====== Task input
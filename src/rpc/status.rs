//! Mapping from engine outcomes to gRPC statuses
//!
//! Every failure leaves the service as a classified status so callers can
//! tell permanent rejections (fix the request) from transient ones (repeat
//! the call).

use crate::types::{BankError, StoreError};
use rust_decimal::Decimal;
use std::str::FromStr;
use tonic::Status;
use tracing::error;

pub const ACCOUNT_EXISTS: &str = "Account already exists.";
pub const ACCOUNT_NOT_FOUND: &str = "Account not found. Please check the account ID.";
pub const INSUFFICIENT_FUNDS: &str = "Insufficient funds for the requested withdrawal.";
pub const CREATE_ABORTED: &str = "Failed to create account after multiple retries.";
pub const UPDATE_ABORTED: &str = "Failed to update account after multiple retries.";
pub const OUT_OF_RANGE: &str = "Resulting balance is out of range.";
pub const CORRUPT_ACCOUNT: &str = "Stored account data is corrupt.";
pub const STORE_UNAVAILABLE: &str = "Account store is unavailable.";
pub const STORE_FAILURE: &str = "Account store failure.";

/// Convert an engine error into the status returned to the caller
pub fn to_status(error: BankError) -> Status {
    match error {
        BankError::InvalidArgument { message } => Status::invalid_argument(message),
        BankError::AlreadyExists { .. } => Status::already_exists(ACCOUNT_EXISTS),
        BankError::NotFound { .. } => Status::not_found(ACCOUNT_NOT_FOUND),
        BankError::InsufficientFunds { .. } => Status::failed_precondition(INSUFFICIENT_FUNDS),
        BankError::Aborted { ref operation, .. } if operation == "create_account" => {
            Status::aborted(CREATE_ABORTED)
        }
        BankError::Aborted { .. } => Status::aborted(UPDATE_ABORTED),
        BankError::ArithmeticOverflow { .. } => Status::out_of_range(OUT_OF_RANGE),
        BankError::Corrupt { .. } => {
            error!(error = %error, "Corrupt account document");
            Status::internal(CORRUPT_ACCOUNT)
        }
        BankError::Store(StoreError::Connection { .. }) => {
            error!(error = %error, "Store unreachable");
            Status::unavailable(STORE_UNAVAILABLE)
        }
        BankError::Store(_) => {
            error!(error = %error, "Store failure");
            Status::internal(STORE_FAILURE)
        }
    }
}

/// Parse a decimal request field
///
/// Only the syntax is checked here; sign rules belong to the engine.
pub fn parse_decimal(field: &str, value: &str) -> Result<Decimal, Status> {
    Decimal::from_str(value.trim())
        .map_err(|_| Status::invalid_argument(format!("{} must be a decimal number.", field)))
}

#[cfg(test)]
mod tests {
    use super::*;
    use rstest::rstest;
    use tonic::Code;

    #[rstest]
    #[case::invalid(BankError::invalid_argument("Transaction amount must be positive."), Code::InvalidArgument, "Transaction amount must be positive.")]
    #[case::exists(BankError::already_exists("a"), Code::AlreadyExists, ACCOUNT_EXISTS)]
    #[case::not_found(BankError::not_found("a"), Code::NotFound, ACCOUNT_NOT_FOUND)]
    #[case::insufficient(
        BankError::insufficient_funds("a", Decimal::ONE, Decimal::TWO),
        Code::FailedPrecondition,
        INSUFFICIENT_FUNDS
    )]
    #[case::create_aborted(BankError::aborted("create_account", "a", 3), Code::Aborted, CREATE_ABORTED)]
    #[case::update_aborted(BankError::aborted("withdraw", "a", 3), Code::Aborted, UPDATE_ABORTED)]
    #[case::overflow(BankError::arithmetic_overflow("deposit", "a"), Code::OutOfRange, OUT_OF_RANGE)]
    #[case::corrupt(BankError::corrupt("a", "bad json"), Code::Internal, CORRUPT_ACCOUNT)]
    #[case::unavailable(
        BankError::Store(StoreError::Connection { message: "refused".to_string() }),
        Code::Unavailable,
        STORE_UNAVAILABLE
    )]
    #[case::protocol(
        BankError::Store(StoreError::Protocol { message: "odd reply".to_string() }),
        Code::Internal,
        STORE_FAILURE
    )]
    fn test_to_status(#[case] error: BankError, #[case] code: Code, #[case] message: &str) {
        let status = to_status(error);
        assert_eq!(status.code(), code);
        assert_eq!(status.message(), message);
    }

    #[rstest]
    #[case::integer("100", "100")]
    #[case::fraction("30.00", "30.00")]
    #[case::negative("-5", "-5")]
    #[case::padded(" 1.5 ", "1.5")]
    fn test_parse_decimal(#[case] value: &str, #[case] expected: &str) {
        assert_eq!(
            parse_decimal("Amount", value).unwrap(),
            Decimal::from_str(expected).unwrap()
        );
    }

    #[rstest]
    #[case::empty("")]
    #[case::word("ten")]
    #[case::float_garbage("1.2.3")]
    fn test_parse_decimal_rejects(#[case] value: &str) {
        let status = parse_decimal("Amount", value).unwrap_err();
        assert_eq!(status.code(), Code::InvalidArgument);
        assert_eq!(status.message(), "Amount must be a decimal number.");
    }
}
============
Task to carry out:
Without any alteration, the preceding material should be retyped in full.

Response to the task:
filename src/rpc/status.rs
//! Mapping from engine outcomes to gRPC statuses
//!
//! Every failure leaves the service as a classified status so callers can
//! tell permanent rejections (fix the request) from transient ones (repeat
//! the call).

use crate::types::{BankError, StoreError};
use rust_decimal::Decimal;
use std::str::FromStr;
use tonic::Status;
use tracing::error;

pub const ACCOUNT_EXISTS: &str = "Account already exists.";
pub const ACCOUNT_NOT_FOUND: &str = "Account not found. Please check the account ID.";
pub const INSUFFICIENT_FUNDS: &str = "Insufficient funds for the requested withdrawal.";
pub const CREATE_ABORTED: &str = "Failed to create account after multiple retries.";
pub const UPDATE_ABORTED: &str = "Failed to update account after multiple retries.";
pub const OUT_OF_RANGE: &str = "Resulting balance is out of range.";
pub const CORRUPT_ACCOUNT: &str = "Stored account data is corrupt.";
pub const STORE_UNAVAILABLE: &str = "Account store is unavailable.";
pub const STORE_FAILURE: &str = "Account store failure.";

/// Convert an engine error into the status returned to the caller
pub fn to_status(error: BankError) -> Status {
    match error {
        BankError::InvalidArgument { message } => Status::invalid_argument(message),
        BankError::AlreadyExists { .. } => Status::already_exists(ACCOUNT_EXISTS),
        BankError::NotFound { .. } => Status::not_found(ACCOUNT_NOT_FOUND),
        BankError::InsufficientFunds { .. } => Status::failed_precondition(INSUFFICIENT_FUNDS),
        BankError::Aborted { ref operation, .. } if operation == "create_account" => {
            Status::aborted(CREATE_ABORTED)
        }
        BankError::Aborted { .. } => Status::aborted(UPDATE_ABORTED),
        BankError::ArithmeticOverflow { .. } => Status::out_of_range(OUT_OF_RANGE),
        BankError::Corrupt { .. } => {
            error!(error = %error, "Corrupt account document");
            Status::internal(CORRUPT_ACCOUNT)
        }
        BankError::Store(StoreError::Connection { .. }) => {
            error!(error = %error, "Store unreachable");
            Status::unavailable(STORE_UNAVAILABLE)
        }
        BankError::Store(_) => {
            error!(error = %error, "Store failure");
            Status::internal(STORE_FAILURE)
        }
    }
}

/// Parse a decimal request field
///
/// Only the syntax is checked here; sign rules belong to the engine.
pub fn parse_decimal(field: &str, value: &str) -> Result<Decimal, Status> {
    Decimal::from_str(value.trim())
        .map_err(|_| Status::invalid_argument(format!("{} must be a decimal number.", field)))
}

#[cfg(test)]
mod tests {
    use super::*;
    use rstest::rstest;
    use tonic::Code;

    #[rstest]
    #[case::invalid(BankError::invalid_argument("Transaction amount must be positive."), Code::InvalidArgument, "Transaction amount must be positive.")]
    #[case::exists(BankError::already_exists("a"), Code::AlreadyExists, ACCOUNT_EXISTS)]
    #[case::not_found(BankError::not_found("a"), Code::NotFound, ACCOUNT_NOT_FOUND)]
    #[case::insufficient(
        BankError::insufficient_funds("a", Decimal::ONE, Decimal::TWO),
        Code::FailedPrecondition,
        INSUFFICIENT_FUNDS
    )]
    #[case::create_aborted(BankError::aborted("create_account", "a", 3), Code::Aborted, CREATE_ABORTED)]
    #[case::update_aborted(BankError::aborted("withdraw", "a", 3), Code::Aborted, UPDATE_ABORTED)]
    #[case::overflow(BankError::arithmetic_overflow("deposit", "a"), Code::OutOfRange, OUT_OF_RANGE)]
    #[case::corrupt(BankError::corrupt("a", "bad json"), Code::Internal, CORRUPT_ACCOUNT)]
    #[case::unavailable(
        BankError::Store(StoreError::Connection { message: "refused".to_string() }),
        Code::Unavailable,
        STORE_UNAVAILABLE
    )]
    #[case::protocol(
        BankError::Store(StoreError::Protocol { message: "odd reply".to_string() }),
        Code::Internal,
        STORE_FAILURE
    )]
    fn test_to_status(#[case] error: BankError, #[case] code: Code, #[case] message: &str) {
        let status = to_status(error);
        assert_eq!(status.code(), code);
        assert_eq!(status.message(), message);
    }

    #[rstest]
    #[case::integer("100", "100")]
    #[case::fraction("30.00", "30.00")]
    #[case::negative("-5", "-5")]
    #[case::padded(" 1.5 ", "1.5")]
    fn test_parse_decimal(#[case] value: &str, #[case] expected: &str) {
        assert_eq!(
            parse_decimal("Amount", value).unwrap(),
            Decimal::from_str(expected).unwrap()
        );
    }

    #[rstest]
    #[case::empty("")]
    #[case::word("ten")]
    #[case::float_garbage("1.2.3")]
    fn test_parse_decimal_rejects(#[case] value: &str) {
        let status = parse_decimal("Amount", value).unwrap_err();
        assert_eq!(status.code(), Code::InvalidArgument);
        assert_eq!(status.message(), "Amount must be a decimal number.");
    }
}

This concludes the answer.